# [TASK DESCRIPTION]
Write every entry out again, exactly as given.

# [DATA UNDER STUDY]
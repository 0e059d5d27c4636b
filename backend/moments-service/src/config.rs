/// Configuration management for Moments Service
///
/// Loaded from environment variables; `main` reads a `.env` file first when present.
use image_store::S3Config;
use serde::{Deserialize, Serialize};
use std::fmt;

/// Main application configuration
#[derive(Debug, Clone, Serialize, Deserialize)]
pub struct Config {
    pub app: AppConfig,
    pub cors: CorsConfig,
    pub database: DatabaseConfig,
    /// Image storage
    pub s3: S3Config,
}

/// Application settings
#[derive(Debug, Clone, Serialize, Deserialize)]
pub struct AppConfig {
    /// Application environment (development, staging, production)
    pub env: String,
    pub host: String,
    pub port: u16,
}

impl AppConfig {
    pub fn is_production(&self) -> bool {
        self.env.eq_ignore_ascii_case("production")
    }

    pub fn bind_address(&self) -> String {
        format!("{}:{}", self.host, self.port)
    }
}

/// CORS configuration
#[derive(Debug, Clone, Serialize, Deserialize)]
pub struct CorsConfig {
    /// Comma-separated list of allowed origins
    pub allowed_origins: String,
}

/// Database pool configuration
#[derive(Clone, Serialize, Deserialize)]
pub struct DatabaseConfig {
    pub url: String,
    pub max_connections: u32,
    pub min_connections: u32,
    /// Timeout for verifying a fresh pool
    pub connect_timeout_secs: u64,
    /// Timeout for getting a connection from the pool
    pub acquire_timeout_secs: u64,
    pub idle_timeout_secs: u64,
    pub max_lifetime_secs: u64,
}

impl fmt::Debug for DatabaseConfig {
    fn fmt(&self, f: &mut fmt::Formatter<'_>) -> fmt::Result {
        f.debug_struct("DatabaseConfig")
            .field("url", &"[REDACTED]")
            .field("max_connections", &self.max_connections)
            .field("min_connections", &self.min_connections)
            .field("connect_timeout_secs", &self.connect_timeout_secs)
            .field("acquire_timeout_secs", &self.acquire_timeout_secs)
            .field("idle_timeout_secs", &self.idle_timeout_secs)
            .field("max_lifetime_secs", &self.max_lifetime_secs)
            .finish()
    }
}

impl Config {
    /// Load configuration from environment variables
    pub fn from_env() -> Result<Self, String> {
        let app_env = std::env::var("APP_ENV").unwrap_or_else(|_| "development".to_string());
        let is_production = app_env.eq_ignore_ascii_case("production");

        let allowed_origins = match std::env::var("CORS_ALLOWED_ORIGINS") {
            Ok(value) => value,
            Err(_) if is_production => {
                return Err("CORS_ALLOWED_ORIGINS must be set in production".to_string())
            }
            Err(_) => "http://localhost:3000".to_string(),
        };

        if is_production && allowed_origins.trim() == "*" {
            return Err("CORS_ALLOWED_ORIGINS cannot be '*' in production".to_string());
        }

        let database = DatabaseConfig {
            url: std::env::var("DATABASE_URL")
                .unwrap_or_else(|_| "postgresql://localhost/family_moments".to_string()),
            max_connections: parse_env_or_default("DB_MAX_CONNECTIONS", 10)?,
            min_connections: parse_env_or_default("DB_MIN_CONNECTIONS", 2)?,
            connect_timeout_secs: parse_env_or_default("DB_CONNECT_TIMEOUT_SECS", 5)?,
            acquire_timeout_secs: parse_env_or_default("DB_ACQUIRE_TIMEOUT_SECS", 10)?,
            idle_timeout_secs: parse_env_or_default("DB_IDLE_TIMEOUT_SECS", 600)?,
            max_lifetime_secs: parse_env_or_default("DB_MAX_LIFETIME_SECS", 1800)?,
        };

        if database.min_connections > database.max_connections {
            return Err(format!(
                "DB_MIN_CONNECTIONS ({}) exceeds DB_MAX_CONNECTIONS ({})",
                database.min_connections, database.max_connections
            ));
        }

        Ok(Config {
            app: AppConfig {
                env: app_env,
                host: std::env::var("MOMENTS_SERVICE_HOST")
                    .unwrap_or_else(|_| "0.0.0.0".to_string()),
                port: parse_env_or_default("MOMENTS_SERVICE_PORT", 8080)?,
            },
            cors: CorsConfig { allowed_origins },
            database,
            s3: S3Config::from_env(),
        })
    }
}

fn parse_env_or_default<T>(key: &str, default: T) -> Result<T, String>
where
    T: std::str::FromStr,
    T::Err: fmt::Display,
{
    match std::env::var(key) {
        Ok(val) => val
            .parse()
            .map_err(|e| format!("Failed to parse {}='{}': {}", key, val, e)),
        Err(_) => Ok(default),
    }
}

# [RESPONSE TO THIS TASK]
repository 0e059d5d27c4636b
filename backend/moments-service/src/config.rs
/// Configuration management for Moments Service
///
/// Loaded from environment variables; `main` reads a `.env` file first when present.
use image_store::S3Config;
use serde::{Deserialize, Serialize};
use std::fmt;

/// Main application configuration
#[derive(Debug, Clone, Serialize, Deserialize)]
pub struct Config {
    pub app: AppConfig,
    pub cors: CorsConfig,
    pub database: DatabaseConfig,
    /// Image storage
    pub s3: S3Config,
}

/// Application settings
#[derive(Debug, Clone, Serialize, Deserialize)]
pub struct AppConfig {
    /// Application environment (development, staging, production)
    pub env: String,
    pub host: String,
    pub port: u16,
}

impl AppConfig {
    pub fn is_production(&self) -> bool {
        self.env.eq_ignore_ascii_case("production")
    }

    pub fn bind_address(&self) -> String {
        format!("{}:{}", self.host, self.port)
    }
}

/// CORS configuration
#[derive(Debug, Clone, Serialize, Deserialize)]
pub struct CorsConfig {
    /// Comma-separated list of allowed origins
    pub allowed_origins: String,
}

/// Database pool configuration
#[derive(Clone, Serialize, Deserialize)]
pub struct DatabaseConfig {
    pub url: String,
    pub max_connections: u32,
    pub min_connections: u32,
    /// Timeout for verifying a fresh pool
    pub connect_timeout_secs: u64,
    /// Timeout for getting a connection from the pool
    pub acquire_timeout_secs: u64,
    pub idle_timeout_secs: u64,
    pub max_lifetime_secs: u64,
}

impl fmt::Debug for DatabaseConfig {
    fn fmt(&self, f: &mut fmt::Formatter<'_>) -> fmt::Result {
        f.debug_struct("DatabaseConfig")
            .field("url", &"[REDACTED]")
            .field("max_connections", &self.max_connections)
            .field("min_connections", &self.min_connections)
            .field("connect_timeout_secs", &self.connect_timeout_secs)
            .field("acquire_timeout_secs", &self.acquire_timeout_secs)
            .field("idle_timeout_secs", &self.idle_timeout_secs)
            .field("max_lifetime_secs", &self.max_lifetime_secs)
            .finish()
    }
}

impl Config {
    /// Load configuration from environment variables
    pub fn from_env() -> Result<Self, String> {
        let app_env = std::env::var("APP_ENV").unwrap_or_else(|_| "development".to_string());
        let is_production = app_env.eq_ignore_ascii_case("production");

        let allowed_origins = match std::env::var("CORS_ALLOWED_ORIGINS") {
            Ok(value) => value,
            Err(_) if is_production => {
                return Err("CORS_ALLOWED_ORIGINS must be set in production".to_string())
            }
            Err(_) => "http://localhost:3000".to_string(),
        };

        if is_production && allowed_origins.trim() == "*" {
            return Err("CORS_ALLOWED_ORIGINS cannot be '*' in production".to_string());
        }

        let database = DatabaseConfig {
            url: std::env::var("DATABASE_URL")
                .unwrap_or_else(|_| "postgresql://localhost/family_moments".to_string()),
            max_connections: parse_env_or_default("DB_MAX_CONNECTIONS", 10)?,
            min_connections: parse_env_or_default("DB_MIN_CONNECTIONS", 2)?,
            connect_timeout_secs: parse_env_or_default("DB_CONNECT_TIMEOUT_SECS", 5)?,
            acquire_timeout_secs: parse_env_or_default("DB_ACQUIRE_TIMEOUT_SECS", 10)?,
            idle_timeout_secs: parse_env_or_default("DB_IDLE_TIMEOUT_SECS", 600)?,
            max_lifetime_secs: parse_env_or_default("DB_MAX_LIFETIME_SECS", 1800)?,
        };

        if database.min_connections > database.max_connections {
            return Err(format!(
                "DB_MIN_CONNECTIONS ({}) exceeds DB_MAX_CONNECTIONS ({})",
                database.min_connections, database.max_connections
            ));
        }

        Ok(Config {
            app: AppConfig {
                env: app_env,
                host: std::env::var("MOMENTS_SERVICE_HOST")
                    .unwrap_or_else(|_| "0.0.0.0".to_string()),
                port: parse_env_or_default("MOMENTS_SERVICE_PORT", 8080)?,
            },
            cors: CorsConfig { allowed_origins },
            database,
            s3: S3Config::from_env(),
        })
    }
}

fn parse_env_or_default<T>(key: &str, default: T) -> Result<T, String>
where
    T: std::str::FromStr,
    T::Err: fmt::Display,
{
    match std::env::var(key) {
        Ok(val) => val
            .parse()
            .map_err(|e| format!("Failed to parse {}='{}': {}", key, val, e)),
        Err(_) => Ok(default),
    }
}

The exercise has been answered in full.